Social and ecological degradation need not be the common fate of humans. A specter is haunting our world—a specter of the spirit of resistance and revolt. All the powers of the old world united will not suffice to exorcise this spirit if the greatest possible number of people join together to insist that another world is indeed possible.
There are powerful reasons for hope. For one, the post-Cold War U.S. hegemony lasted only until 2008. In addition, the Great Recession of 2008 is affording progressive forces an unprecedented opportunity to challenge neoliberal assumptions and policies.
The neoliberal globalizers had been telling the world that people are atomistic individuals interested only in their own well-being, interest, and profits; that the whole world is a market and that all social policies must conform to market needs; that markets are about freedom and democracy; and that there is no other world possible or desirable other than the present one with its mad pursuit of savage competition, increase in trade, free flow of capital, regressive tax systems, austere social budgets, privatization of public assets, liberalization of capital markets, and assaults against the social power of workers. The ravages of the ruinous recession expose many of these claims as, at worst, nothing more than deceptive claims and, at best, as myths peddled by greedy moneyed interests.
In the present context of the Great Recession, the maddening insistence of the moneyed classes that the public both pay (bail them out) and bear the brunt of the crisis (in the form of shrinking social budgets) has led tens of thousands of people to participate in street protests and work strikes in several countries, including (and belatedly) Madison, Wisconsin, where tens of thousands of public employees and citizens protested against an assault aimed at weakening the collective bargaining right of some public employees.

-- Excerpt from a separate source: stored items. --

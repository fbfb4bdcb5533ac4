use axum::{
    extract::FromRequestParts,
    http::{header, request::Parts},
};
use std::sync::Arc;

use crate::error::ApiError;

/// Caller identity taken from a verified `Authorization: Bearer` token.
#[derive(Debug, Clone)]
pub struct AuthUser {
    pub user_id: i64,
    pub email: String,
}

impl FromRequestParts<Arc<crate::AppState>> for AuthUser {
    type Rejection = ApiError;

    async fn from_request_parts(
        parts: &mut Parts,
        state: &Arc<crate::AppState>,
    ) -> Result<Self, Self::Rejection> {
        let auth_header = parts
            .headers
            .get(header::AUTHORIZATION)
            .and_then(|value| value.to_str().ok())
            .ok_or_else(|| ApiError::unauthorized("authorization header is missing"))?;

        let token = auth_header
            .strip_prefix("Bearer ")
            .map(str::trim)
            .filter(|token| !token.is_empty())
            .ok_or_else(|| ApiError::unauthorized("expected a bearer token"))?;

        let claims = state.auth.verify_token(token)?;

        Ok(AuthUser {
            user_id: claims.sub,
            email: claims.email,
        })
    }
}
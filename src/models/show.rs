use chrono::{DateTime, Utc};
use rust_decimal::Decimal;
use serde::{Deserialize, Serialize};
use sqlx::FromRow;

/// A scheduled screening. Every seat of a show costs `price`.
#[derive(Debug, Clone, PartialEq, Eq, FromRow, Serialize, Deserialize)]
pub struct Show {
    pub id: i64,
    pub movie_id: i64,
    pub starts_at: DateTime<Utc>,
    pub price: Decimal,
}

#[derive(Debug, Clone)]
pub struct NewShow {
    pub movie_id: i64,
    pub starts_at: DateTime<Utc>,
    pub price: Decimal,
}

/// Rows `A..=J`.
pub const DEFAULT_GRID_ROWS: u8 = 10;
pub const DEFAULT_SEATS_PER_ROW: u16 = 15;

Furthermore, the 2011 Arab Rebellion has demonstrated stunningly that another Middle East is indeed possible. To be human is (among other things) to be inspired by the successes of others. It is a joy to witness that the Middle East may be exporting to the U.S. and elsewhere a valiant spirit of resistance and peaceful revolution. It is even more exciting to see a symbiosis between the politics of transformation there and here, as there have been welcome signs of the synergistic effect of protests in Egypt and Madison, Wisconsin: for example, an Egyptian placard read: “Egyptians Support Workers in Wisconsin–One World, One Pain” while protesters in Wisconsin referred to the Governor Scott Walker whom they were demonstrating against as “the Mubarak of the Middle West.”
Finally, let’s return to my point made at the outset regarding the necessity of building new balances of power between labor and capital. I am concerned that in spite of the presence of labor struggles in the Middle East, Europe, and the US, organizers might fail to nurture awareness and solidarity between workers of different nations as well as between them and others among their compatriots. The labor-capital contradiction can inform political democracy concerns to ensure that the momentum gained by the peoples’ uprisings be used to win certain basic rights for the workers such as the right to independent unionism and significantly higher minimum wages. Once democratic rights are won and the balance of power is shifted in favor of workers, then the workers, the youth, students, and women will be better placed to fight to expand the realm of social justice in the future. Without workers participating as workers in social movements and without a strong and sustained consciousness of solidarity among them neoliberal globalization will not be rolled back nor defeated in its aim of creating a global dream system of economic and political control over the planet.
by Faramarz Farbod
Fara teaches Political Science at Moravian College.